(EXERCISE INPUTS Opens)

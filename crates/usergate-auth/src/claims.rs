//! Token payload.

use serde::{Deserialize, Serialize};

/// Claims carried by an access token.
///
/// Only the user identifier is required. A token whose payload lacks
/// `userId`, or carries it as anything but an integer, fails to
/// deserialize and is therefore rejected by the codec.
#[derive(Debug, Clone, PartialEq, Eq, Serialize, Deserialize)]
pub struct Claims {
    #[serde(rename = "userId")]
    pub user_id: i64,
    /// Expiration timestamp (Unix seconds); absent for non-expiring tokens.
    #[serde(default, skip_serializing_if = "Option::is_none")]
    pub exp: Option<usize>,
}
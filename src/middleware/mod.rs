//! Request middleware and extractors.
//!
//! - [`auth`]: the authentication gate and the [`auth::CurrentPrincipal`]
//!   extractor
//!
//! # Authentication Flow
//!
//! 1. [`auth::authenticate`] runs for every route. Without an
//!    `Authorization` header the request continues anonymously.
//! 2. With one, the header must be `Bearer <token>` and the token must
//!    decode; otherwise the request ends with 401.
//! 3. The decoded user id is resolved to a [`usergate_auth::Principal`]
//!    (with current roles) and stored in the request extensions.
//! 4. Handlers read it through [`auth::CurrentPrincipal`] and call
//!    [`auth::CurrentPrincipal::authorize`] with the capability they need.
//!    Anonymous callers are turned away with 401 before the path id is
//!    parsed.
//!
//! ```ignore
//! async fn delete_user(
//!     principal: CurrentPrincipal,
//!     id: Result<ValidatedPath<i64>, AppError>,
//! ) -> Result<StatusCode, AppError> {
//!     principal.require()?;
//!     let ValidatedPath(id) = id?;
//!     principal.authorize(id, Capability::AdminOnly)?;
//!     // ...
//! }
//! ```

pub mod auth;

(EXERCISE INPUTS Closes)
(EXERCISE INPUTS Opens)

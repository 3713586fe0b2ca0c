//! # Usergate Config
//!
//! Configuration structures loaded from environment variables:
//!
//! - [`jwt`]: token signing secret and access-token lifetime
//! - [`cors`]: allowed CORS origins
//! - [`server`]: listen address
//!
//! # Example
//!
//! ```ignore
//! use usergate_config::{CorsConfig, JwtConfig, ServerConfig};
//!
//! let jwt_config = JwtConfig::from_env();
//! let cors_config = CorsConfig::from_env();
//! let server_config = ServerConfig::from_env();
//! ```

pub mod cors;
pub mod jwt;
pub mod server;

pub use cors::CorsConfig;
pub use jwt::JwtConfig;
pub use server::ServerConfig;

(EXERCISE INPUTS Closes)

> _ABOUT THIS TASK_: Using the entries above, say how many lines include the word "authorize", with no other output.

> _ANSWER TO THE EXERCISE_: 2